**WORK INSTRUCTION:**
Return all lines below containing the word "inserted".

Saved entries
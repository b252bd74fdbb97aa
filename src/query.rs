use std::sync::Arc;

/// Tokenized form of the search text.
#[derive(Debug, Clone, PartialEq, Eq, Default)]
pub enum Query {
	/// No filtering: every entry passes.
	#[default]
	All,
	/// Lowercase tokens in the order they were typed. Never empty.
	Tokens(Arc<[String]>),
}

impl Query {
	#[must_use]
	pub fn is_all(&self) -> bool {
		matches!(self, Self::All)
	}

	/// Tokens of a filtering query; empty for [`Query::All`].
	pub fn tokens(&self) -> &[String] {
		match self {
			Self::All => &[],
			Self::Tokens(tokens) => tokens,
		}
	}

	/// Whether every token occurs in `haystack`, ignoring case.
	pub fn contained_in(&self, haystack: &str) -> bool {
		match self {
			Self::All => true,
			Self::Tokens(tokens) => {
				let haystack = haystack.to_lowercase();
				tokens.iter().all(|token| haystack.contains(token.as_str()))
			}
		}
	}
}

/// Turn raw search text into a [`Query`].
///
/// Blank text means no filter. Anything else is lower-cased and split on
/// single spaces; empty tokens produced by repeated or leading spaces are kept.
pub fn normalize(text: &str) -> Query {
	if text.trim().is_empty() {
		return Query::All;
	}

	let lowered = text.to_lowercase();
	let tokens: Vec<String> = lowered.split(' ').map(str::to_owned).collect();
	Query::Tokens(tokens.into())
}
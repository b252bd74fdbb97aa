use std::fs::File;
use std::io::{self, BufReader};
use std::sync::Arc;
use std::thread::JoinHandle;
use std::time::Duration;

use anyhow::{Context, Result, anyhow, ensure};
use sift::{
	Criteria, FilesystemSource, ItemSource, LineSource, ResultSet, SearchController, SearchSink,
	matchers,
};
use tracing::{debug, info};

use crate::cli::QueryReport;
use crate::settings::{InputKind, MatchMode, ResolvedConfig, SortOrder};

const PUMP_INTERVAL: Duration = Duration::from_millis(250);

/// Feeds each configured query into a controller as if typed into a search
/// box and collects what the list would finally show.
pub(crate) struct SearchWorkflow {
	controller: SearchController<String>,
	source: Arc<dyn ItemSource<String>>,
	queries: Vec<String>,
	limit: Option<usize>,
}

impl SearchWorkflow {
	pub(crate) fn from_config(config: ResolvedConfig) -> Result<Self> {
		let ResolvedConfig {
			input,
			filesystem,
			mode,
			sort,
			threads,
			debounce,
			limit,
			queries,
		} = config;

		let controller = SearchController::builder()
			.criteria(criteria_for(mode, sort))
			.debounce(debounce)
			.workers(threads)
			.build()?;
		let source: Arc<dyn ItemSource<String>> = match input {
			InputKind::Stdin => Arc::new(LineSource::new(BufReader::new(io::stdin()))),
			InputKind::File(path) => {
				let file = File::open(&path)
					.with_context(|| format!("failed to open {}", path.display()))?;
				Arc::new(LineSource::new(BufReader::new(file)))
			}
			InputKind::Directory(root) => Arc::new(FilesystemSource::new(root, filesystem)),
		};

		Ok(Self {
			controller,
			source,
			queries,
			limit,
		})
	}

	pub(crate) fn run(self) -> Result<Vec<QueryReport>> {
		let mut sink = LatestResults::default();

		let loading = self.controller.activate(Arc::clone(&self.source))?;
		self.wait_idle(&mut sink)?;
		let loaded = join_loader(loading)?;
		info!(loaded, "candidates loaded");

		let queries = if self.queries.is_empty() {
			vec![String::new()]
		} else {
			self.queries.clone()
		};

		let mut reports = Vec::with_capacity(queries.len());
		for query in queries {
			self.type_query(&query);
			self.wait_idle(&mut sink)?;

			let results = self.controller.results();
			let shown = self.limit.unwrap_or(usize::MAX).min(results.len());
			reports.push(QueryReport {
				query,
				total: self.controller.store().len(),
				matched: results.len(),
				matches: results.iter().take(shown).map(|item| item.to_string()).collect(),
			});
		}
		debug!(published = sink.published, "workflow finished");
		Ok(reports)
	}

	/// Enter `query` one character at a time.
	fn type_query(&self, query: &str) {
		if query.is_empty() {
			self.controller.set_text("");
			return;
		}
		for (end, ch) in query.char_indices() {
			self.controller.set_text(&query[..end + ch.len_utf8()]);
		}
	}

	fn wait_idle(&self, sink: &mut LatestResults) -> Result<()> {
		while !self.controller.pump_until_idle(sink, PUMP_INTERVAL) {
			ensure!(self.controller.is_running(), "search worker stopped unexpectedly");
		}
		Ok(())
	}
}

fn criteria_for(mode: MatchMode, sort: SortOrder) -> Criteria<String> {
	let predicate = match mode {
		MatchMode::Substring => matchers::contains_tokens(),
		MatchMode::Fuzzy => matchers::fuzzy(),
	};
	let comparator = match sort {
		SortOrder::Insertion => None,
		SortOrder::Alphabetical => Some(matchers::alphabetical()),
		SortOrder::Length => Some(matchers::by_length()),
	};
	Criteria::new()
		.with_shared_predicate(Some(predicate))
		.with_shared_comparator(comparator)
}

fn join_loader(loading: JoinHandle<Result<usize>>) -> Result<usize> {
	loading
		.join()
		.map_err(|_| anyhow!("item source thread panicked"))?
		.context("failed to load candidates")
}

/// Records publications the way a list view would, keeping only the newest.
#[derive(Default)]
struct LatestResults {
	latest: ResultSet<String>,
	published: usize,
}

impl SearchSink<String> for LatestResults {
	fn result_published(&mut self, results: &ResultSet<String>) {
		self.latest = results.clone();
		self.published += 1;
		debug!(matches = self.latest.len(), "results published");
	}

	fn busy_changed(&mut self, busy: bool) {
		debug!(busy, "busy state changed");
	}
}
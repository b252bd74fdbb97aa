use anyhow::{Result, anyhow};

use super::raw::RawConfig;
use super::resolved::ResolvedConfig;
use super::sources::build_config;
use crate::cli::CliArgs;

/// Load configuration by combining CLI arguments, config files and environment
/// variables.
pub fn load(cli: &CliArgs) -> Result<ResolvedConfig> {
	let builder = build_config(cli)?;
	let mut raw: RawConfig = builder
		.try_deserialize()
		.map_err(|err| anyhow!("failed to deserialize configuration: {err}"))?;
	raw.apply_cli_overrides(cli);
	raw.resolve(cli)
}

#[cfg(test)]
mod tests {
	use std::fs;
	use std::time::Duration;

	use clap::Parser;

	use super::*;
	use crate::settings::{InputKind, MatchMode, SortOrder};

	#[test]
	fn cli_flags_override_config_files() {
		let dir = tempfile::tempdir().unwrap();
		let file = dir.path().join("sift.toml");
		fs::write(
			&file,
			"[search]\nmode = \"fuzzy\"\nsort = \"length\"\ndebounce_ms = 40\n\n[input]\ninclude_hidden = true\nmax_depth = 3\n",
		)
		.unwrap();
		let file = file.display().to_string();

		let cli = CliArgs::try_parse_from([
			"sift", "--no-config", "--config", &file, "--mode", "substring", "-d", "1",
		])
		.unwrap();
		let resolved = load(&cli).unwrap();

		assert_eq!(resolved.mode, MatchMode::Substring);
		assert_eq!(resolved.sort, SortOrder::Length);
		assert_eq!(resolved.debounce, Duration::from_millis(40));
		assert!(resolved.filesystem.include_hidden);
		assert_eq!(resolved.filesystem.max_depth, Some(1));
	}

	#[test]
	fn input_file_takes_precedence_over_root() {
		let dir = tempfile::tempdir().unwrap();
		let root = dir.path().display().to_string();
		let cli = CliArgs::try_parse_from([
			"sift", "--no-config", "--root", &root, "--input", "names.txt",
		])
		.unwrap();

		let resolved = load(&cli).unwrap();
		assert_eq!(resolved.input, InputKind::File("names.txt".into()));
	}

	#[test]
	fn unknown_modes_are_rejected() {
		let dir = tempfile::tempdir().unwrap();
		let file = dir.path().join("sift.toml");
		fs::write(&file, "[search]\nmode = \"telepathic\"\n").unwrap();
		let file = file.display().to_string();

		let cli = CliArgs::try_parse_from(["sift", "--no-config", "-c", &file]).unwrap();
		let err = load(&cli).unwrap_err();
		assert!(format!("{err:#}").contains("telepathic"));
	}

	#[test]
	fn missing_explicit_config_file_is_an_error() {
		let dir = tempfile::tempdir().unwrap();
		let file = dir.path().join("absent.toml").display().to_string();
		let cli = CliArgs::try_parse_from(["sift", "--no-config", "-c", &file]).unwrap();
		assert!(load(&cli).is_err());
	}
}
//! Parallel filter-and-sort pass over a snapshot of entries.
//!
//! A run fans the snapshot out to a fixed pool of scoped worker threads that
//! pull entries from a shared cursor, collects the survivors in no particular
//! order, then restores a deterministic order: original insertion index
//! first, optionally refined by a caller supplied comparator through a
//! stable sort.

mod cancel;
mod results;

use std::cmp::Ordering;
use std::num::NonZeroUsize;
use std::panic::{self, AssertUnwindSafe};
use std::sync::atomic::{AtomicUsize, Ordering as AtomicOrdering};
use std::sync::{Arc, Mutex, PoisonError};
use std::thread;

use tracing::{debug, warn};

pub use cancel::CancelToken;
pub use results::ResultSet;

use crate::error::{FilterError, panic_message};
use crate::query::Query;
use crate::store::Entry;

/// Decides whether an item survives a query. Must be callable from any thread.
pub type Predicate<T> = Arc<dyn Fn(&T, &Query) -> anyhow::Result<bool> + Send + Sync>;

/// Orders two items for display.
pub type Comparator<T> = Arc<dyn Fn(&T, &T) -> Ordering + Send + Sync>;

/// Caller supplied filtering and ordering behaviour.
///
/// Without a predicate every entry passes; without a comparator results keep
/// their insertion order.
pub struct Criteria<T> {
	predicate: Option<Predicate<T>>,
	comparator: Option<Comparator<T>>,
}

impl<T> Criteria<T> {
	pub fn new() -> Self {
		Self {
			predicate: None,
			comparator: None,
		}
	}

	/// Use a fallible predicate. Errors exclude the entry and are reported.
	#[must_use]
	pub fn with_predicate<F>(mut self, predicate: F) -> Self
	where
		F: Fn(&T, &Query) -> anyhow::Result<bool> + Send + Sync + 'static,
	{
		self.predicate = Some(Arc::new(predicate));
		self
	}

	/// Use an infallible predicate.
	#[must_use]
	pub fn with_filter<F>(self, filter: F) -> Self
	where
		F: Fn(&T, &Query) -> bool + Send + Sync + 'static,
	{
		self.with_predicate(move |item, query| Ok(filter(item, query)))
	}

	#[must_use]
	pub fn with_comparator<F>(mut self, comparator: F) -> Self
	where
		F: Fn(&T, &T) -> Ordering + Send + Sync + 'static,
	{
		self.comparator = Some(Arc::new(comparator));
		self
	}

	#[must_use]
	pub fn with_shared_predicate(mut self, predicate: Option<Predicate<T>>) -> Self {
		self.predicate = predicate;
		self
	}

	#[must_use]
	pub fn with_shared_comparator(mut self, comparator: Option<Comparator<T>>) -> Self {
		self.comparator = comparator;
		self
	}

	pub fn predicate(&self) -> Option<&Predicate<T>> {
		self.predicate.as_ref()
	}

	pub fn comparator(&self) -> Option<&Comparator<T>> {
		self.comparator.as_ref()
	}
}

impl<T> Default for Criteria<T> {
	fn default() -> Self {
		Self::new()
	}
}

impl<T> Clone for Criteria<T> {
	fn clone(&self) -> Self {
		Self {
			predicate: self.predicate.clone(),
			comparator: self.comparator.clone(),
		}
	}
}

/// Result of a completed run together with the per-entry faults it absorbed.
#[derive(Debug)]
pub struct FilterOutcome<T> {
	pub results: ResultSet<T>,
	pub failures: Vec<FilterError>,
}

/// Runs the filter pool. Holds no state between runs.
#[derive(Debug, Clone, Copy)]
pub struct FilterEngine {
	workers: NonZeroUsize,
}

impl Default for FilterEngine {
	fn default() -> Self {
		Self::with_workers(None)
	}
}

impl FilterEngine {
	pub fn new() -> Self {
		Self::default()
	}

	/// Engine with an explicit pool size. `None` or zero means one worker per
	/// available hardware thread.
	pub fn with_workers(workers: Option<usize>) -> Self {
		let workers = workers
			.and_then(NonZeroUsize::new)
			.unwrap_or_else(|| thread::available_parallelism().unwrap_or(NonZeroUsize::MIN));
		Self { workers }
	}

	pub fn workers(&self) -> usize {
		self.workers.get()
	}

	/// Filter `entries` against `query` and return the ordered survivors.
	///
	/// Returns [`FilterError::Aborted`] when `cancel` was set before the run
	/// finished; any survivors collected up to that point are dropped.
	pub fn run<T: Send + Sync>(
		&self,
		entries: &[Entry<T>],
		query: &Query,
		criteria: &Criteria<T>,
		cancel: &CancelToken,
	) -> Result<FilterOutcome<T>, FilterError> {
		if cancel.is_cancelled() {
			return Err(FilterError::Aborted);
		}

		let (mut survivors, mut failures) = match criteria.predicate() {
			Some(predicate) if !query.is_all() => self.filter(entries, query, predicate, cancel),
			_ => ((0..entries.len()).collect(), Vec::new()),
		};

		if cancel.is_cancelled() {
			debug!(
				generation = cancel.generation(),
				collected = survivors.len(),
				"filter run aborted"
			);
			return Err(FilterError::Aborted);
		}

		survivors.sort_by_key(|&position| entries[position].original_index());

		if let Some(comparator) = criteria.comparator() {
			if let Err(err) = order_with(entries, &mut survivors, comparator) {
				warn!(%err, "falling back to insertion order");
				failures.push(err);
			}
		}

		let items = survivors
			.into_iter()
			.map(|position| Arc::clone(entries[position].item()))
			.collect();
		Ok(FilterOutcome {
			results: ResultSet::new(items),
			failures,
		})
	}

	/// Evaluate the predicate across the pool. Returns positions into
	/// `entries` in completion order, plus the failures encountered.
	fn filter<T: Send + Sync>(
		&self,
		entries: &[Entry<T>],
		query: &Query,
		predicate: &Predicate<T>,
		cancel: &CancelToken,
	) -> (Vec<usize>, Vec<FilterError>) {
		if entries.is_empty() {
			return (Vec::new(), Vec::new());
		}

		let next = AtomicUsize::new(0);
		let survivors = Mutex::new(Vec::new());
		let failures = Mutex::new(Vec::new());
		let workers = self.workers.get().min(entries.len());

		thread::scope(|scope| {
			for _ in 0..workers {
				scope.spawn(|| {
					let mut passed = Vec::new();
					let mut failed = Vec::new();
					loop {
						if cancel.is_cancelled() {
							break;
						}
						let position = next.fetch_add(1, AtomicOrdering::Relaxed);
						let Some(entry) = entries.get(position) else {
							break;
						};
						match evaluate(predicate, entry, query) {
							Ok(true) => passed.push(position),
							Ok(false) => {}
							Err(err) => {
								warn!(%err, "entry excluded");
								failed.push(err);
							}
						}
					}
					survivors
						.lock()
						.unwrap_or_else(PoisonError::into_inner)
						.extend(passed);
					failures
						.lock()
						.unwrap_or_else(PoisonError::into_inner)
						.extend(failed);
				});
			}
		});

		(
			survivors.into_inner().unwrap_or_else(PoisonError::into_inner),
			failures.into_inner().unwrap_or_else(PoisonError::into_inner),
		)
	}
}

fn evaluate<T>(predicate: &Predicate<T>, entry: &Entry<T>, query: &Query) -> Result<bool, FilterError> {
	let item: &T = entry.item();
	match panic::catch_unwind(AssertUnwindSafe(|| (**predicate)(item, query))) {
		Ok(Ok(keep)) => Ok(keep),
		Ok(Err(err)) => Err(FilterError::predicate(entry.original_index(), format!("{err:#}"))),
		Err(payload) => Err(FilterError::predicate(
			entry.original_index(),
			panic_message(payload.as_ref()),
		)),
	}
}

/// Stable sort of `survivors` by `comparator`, on top of insertion order.
///
/// The standard sort may panic when it detects an inconsistent comparator;
/// the survivors are then put back into insertion order.
fn order_with<T>(
	entries: &[Entry<T>],
	survivors: &mut [usize],
	comparator: &Comparator<T>,
) -> Result<(), FilterError> {
	let sorted = panic::catch_unwind(AssertUnwindSafe(|| {
		survivors.sort_by(|&a, &b| {
			let left: &T = entries[a].item();
			let right: &T = entries[b].item();
			(**comparator)(left, right)
		});
	}));

	match sorted {
		Ok(()) => Ok(()),
		Err(payload) => {
			survivors.sort_by_key(|&position| entries[position].original_index());
			Err(FilterError::ComparatorInconsistency {
				message: panic_message(payload.as_ref()),
			})
		}
	}
}
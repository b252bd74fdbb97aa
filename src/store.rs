//! Thread-safe registry of candidate items.
//!
//! Every item is wrapped in an [`Entry`] that remembers the position it was
//! inserted at. That position never changes for the lifetime of the entry and
//! is the baseline ordering key for search results.

use std::any::TypeId;
use std::fmt;
use std::sync::{Arc, Mutex, MutexGuard};

use tracing::trace;

/// An item plus its immutable insertion-order index.
pub struct Entry<T> {
	item: Arc<T>,
	original_index: usize,
}

impl<T> Entry<T> {
	pub fn item(&self) -> &Arc<T> {
		&self.item
	}

	pub fn original_index(&self) -> usize {
		self.original_index
	}
}

impl<T> Clone for Entry<T> {
	fn clone(&self) -> Self {
		Self {
			item: Arc::clone(&self.item),
			original_index: self.original_index,
		}
	}
}

impl<T: fmt::Debug> fmt::Debug for Entry<T> {
	fn fmt(&self, f: &mut fmt::Formatter<'_>) -> fmt::Result {
		f.debug_struct("Entry")
			.field("item", &self.item)
			.field("original_index", &self.original_index)
			.finish()
	}
}

/// Identifies the type of items a store holds.
///
/// The name doubles as the key under which per-type search memory is kept.
#[derive(Debug, Clone, Copy, PartialEq, Eq, Hash)]
pub struct ItemKind {
	id: TypeId,
	name: &'static str,
}

impl ItemKind {
	pub fn of<T: 'static>() -> Self {
		Self {
			id: TypeId::of::<T>(),
			name: std::any::type_name::<T>(),
		}
	}

	pub fn id(&self) -> TypeId {
		self.id
	}

	pub fn name(&self) -> &'static str {
		self.name
	}
}

/// Immutable view of the store contents at one point in time.
pub type Snapshot<T> = Arc<[Entry<T>]>;

struct StoreInner<T> {
	entries: Vec<Entry<T>>,
	declared: Option<ItemKind>,
	/// Last snapshot handed out, reused until the next mutation.
	snapshot: Option<Snapshot<T>>,
}

impl<T: 'static> StoreInner<T> {
	fn push(&mut self, item: Arc<T>) -> usize {
		let original_index = self.entries.len();
		self.entries.push(Entry {
			item,
			original_index,
		});
		original_index
	}

	fn declare(&mut self) {
		if self.declared.is_none() {
			self.declared = Some(ItemKind::of::<T>());
		}
	}
}

/// Ordered, lock-protected collection of [`Entry`] values.
///
/// `clear`, `add`, `add_many` and `snapshot` are mutually exclusive, so a
/// snapshot never observes half of a batch.
pub struct EntryStore<T> {
	inner: Mutex<StoreInner<T>>,
}

impl<T> Default for EntryStore<T> {
	fn default() -> Self {
		Self {
			inner: Mutex::new(StoreInner {
				entries: Vec::new(),
				declared: None,
				snapshot: None,
			}),
		}
	}
}

impl<T: Send + Sync + 'static> EntryStore<T> {
	pub fn new() -> Self {
		Self::default()
	}

	fn lock(&self) -> MutexGuard<'_, StoreInner<T>> {
		// A panic while holding the lock cannot leave the vector half-pushed,
		// so a poisoned store is still consistent.
		self.inner.lock().unwrap_or_else(|poisoned| poisoned.into_inner())
	}

	/// Remove every entry. The next insertion starts again at index 0.
	pub fn clear(&self) {
		let mut inner = self.lock();
		inner.entries.clear();
		inner.snapshot = None;
		trace!("entry store cleared");
	}

	/// Append one item, returning its original index.
	pub fn add(&self, item: T) -> usize {
		self.add_arc(Arc::new(item))
	}

	/// Append an already shared item, returning its original index.
	pub fn add_arc(&self, item: Arc<T>) -> usize {
		let mut inner = self.lock();
		inner.declare();
		inner.snapshot = None;
		inner.push(item)
	}

	/// Append a batch of items with contiguous original indices.
	///
	/// The items are collected before the lock is taken, then inserted in one
	/// critical section. Returns the index range assigned to the batch.
	pub fn add_many<I>(&self, items: I) -> std::ops::Range<usize>
	where
		I: IntoIterator<Item = T>,
	{
		let items: Vec<Arc<T>> = items.into_iter().map(Arc::new).collect();
		let mut inner = self.lock();
		let start = inner.entries.len();
		if items.is_empty() {
			return start..start;
		}

		inner.declare();
		inner.snapshot = None;
		inner.entries.reserve(items.len());
		for item in items {
			inner.push(item);
		}
		let end = inner.entries.len();
		trace!(start, end, "entry batch appended");
		start..end
	}

	/// Copy of all current entries, safe to iterate without holding the lock.
	pub fn snapshot(&self) -> Snapshot<T> {
		let mut inner = self.lock();
		if let Some(snapshot) = &inner.snapshot {
			return Arc::clone(snapshot);
		}
		let snapshot: Snapshot<T> = inner.entries.as_slice().into();
		inner.snapshot = Some(Arc::clone(&snapshot));
		snapshot
	}

	pub fn len(&self) -> usize {
		self.lock().entries.len()
	}

	pub fn is_empty(&self) -> bool {
		self.lock().entries.is_empty()
	}

	/// The item type recorded by the first insertion, if any.
	///
	/// Clearing the store keeps the declared type.
	pub fn declared_type(&self) -> Option<ItemKind> {
		self.lock().declared
	}
}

**RESULT:**
//! inserted at. That position never changes for the lifetime of the entry and
	/// The items are collected before the lock is taken, then inserted in one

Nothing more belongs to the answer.